Description of the task:
Across the listing below, how many lines contain "login"? Answer with the number and nothing else.

Provided data:

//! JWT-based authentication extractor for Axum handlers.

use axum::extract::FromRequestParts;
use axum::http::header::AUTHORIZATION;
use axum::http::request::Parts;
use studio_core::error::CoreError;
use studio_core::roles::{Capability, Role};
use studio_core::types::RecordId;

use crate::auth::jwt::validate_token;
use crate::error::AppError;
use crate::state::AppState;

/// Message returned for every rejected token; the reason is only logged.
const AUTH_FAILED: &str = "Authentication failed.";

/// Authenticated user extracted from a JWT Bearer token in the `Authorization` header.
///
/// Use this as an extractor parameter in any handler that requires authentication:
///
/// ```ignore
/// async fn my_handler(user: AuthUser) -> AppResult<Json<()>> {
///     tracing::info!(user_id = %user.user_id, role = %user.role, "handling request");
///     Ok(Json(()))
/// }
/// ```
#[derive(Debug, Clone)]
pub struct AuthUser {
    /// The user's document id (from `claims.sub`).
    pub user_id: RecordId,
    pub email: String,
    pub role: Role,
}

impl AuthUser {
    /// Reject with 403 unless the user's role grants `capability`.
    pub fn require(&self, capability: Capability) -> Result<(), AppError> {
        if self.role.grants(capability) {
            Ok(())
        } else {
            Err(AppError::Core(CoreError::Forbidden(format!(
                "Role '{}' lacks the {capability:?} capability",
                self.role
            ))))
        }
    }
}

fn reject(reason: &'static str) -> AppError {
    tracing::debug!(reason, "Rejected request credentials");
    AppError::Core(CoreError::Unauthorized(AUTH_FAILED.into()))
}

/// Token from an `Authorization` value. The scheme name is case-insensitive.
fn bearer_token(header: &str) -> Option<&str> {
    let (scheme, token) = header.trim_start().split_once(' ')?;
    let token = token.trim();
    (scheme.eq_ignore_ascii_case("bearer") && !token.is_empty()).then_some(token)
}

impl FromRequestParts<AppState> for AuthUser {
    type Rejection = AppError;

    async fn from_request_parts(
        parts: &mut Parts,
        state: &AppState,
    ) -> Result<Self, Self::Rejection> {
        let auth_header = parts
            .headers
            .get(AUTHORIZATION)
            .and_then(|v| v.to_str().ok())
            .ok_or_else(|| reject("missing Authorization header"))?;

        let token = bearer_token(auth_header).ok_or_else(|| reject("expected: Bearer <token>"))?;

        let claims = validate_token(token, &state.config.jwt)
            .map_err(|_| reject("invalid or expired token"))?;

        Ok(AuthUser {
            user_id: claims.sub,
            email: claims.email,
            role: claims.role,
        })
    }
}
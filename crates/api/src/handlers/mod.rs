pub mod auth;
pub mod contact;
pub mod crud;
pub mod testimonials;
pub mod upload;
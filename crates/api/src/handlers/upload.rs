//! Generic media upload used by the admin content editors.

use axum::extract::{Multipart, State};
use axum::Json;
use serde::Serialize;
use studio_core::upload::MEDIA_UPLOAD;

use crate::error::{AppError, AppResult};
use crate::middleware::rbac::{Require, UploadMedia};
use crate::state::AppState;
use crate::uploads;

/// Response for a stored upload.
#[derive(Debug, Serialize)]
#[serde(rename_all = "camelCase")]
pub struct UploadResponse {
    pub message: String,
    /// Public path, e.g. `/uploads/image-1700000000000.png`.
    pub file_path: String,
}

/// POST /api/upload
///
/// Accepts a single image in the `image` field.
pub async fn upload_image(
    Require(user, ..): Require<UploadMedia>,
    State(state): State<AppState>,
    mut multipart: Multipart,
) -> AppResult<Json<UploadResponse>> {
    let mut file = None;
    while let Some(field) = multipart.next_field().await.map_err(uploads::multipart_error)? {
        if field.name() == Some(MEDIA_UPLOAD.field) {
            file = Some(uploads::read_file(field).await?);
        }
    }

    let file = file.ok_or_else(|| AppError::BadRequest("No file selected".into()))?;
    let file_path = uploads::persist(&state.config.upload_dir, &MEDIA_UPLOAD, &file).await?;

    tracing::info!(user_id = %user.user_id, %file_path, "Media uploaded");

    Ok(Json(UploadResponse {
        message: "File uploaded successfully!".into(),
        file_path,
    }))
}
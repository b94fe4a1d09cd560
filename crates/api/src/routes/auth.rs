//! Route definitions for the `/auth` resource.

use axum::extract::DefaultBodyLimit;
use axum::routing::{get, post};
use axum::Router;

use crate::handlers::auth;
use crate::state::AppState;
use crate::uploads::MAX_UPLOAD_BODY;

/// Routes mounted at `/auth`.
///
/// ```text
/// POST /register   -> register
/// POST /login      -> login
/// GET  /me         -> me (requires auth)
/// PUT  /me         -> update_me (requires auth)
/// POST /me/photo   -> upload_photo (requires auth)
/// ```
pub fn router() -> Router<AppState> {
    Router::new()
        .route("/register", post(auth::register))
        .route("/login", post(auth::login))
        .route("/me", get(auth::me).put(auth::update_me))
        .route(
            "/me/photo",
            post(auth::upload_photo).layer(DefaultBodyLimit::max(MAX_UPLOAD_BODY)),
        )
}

Response to the exercise:
2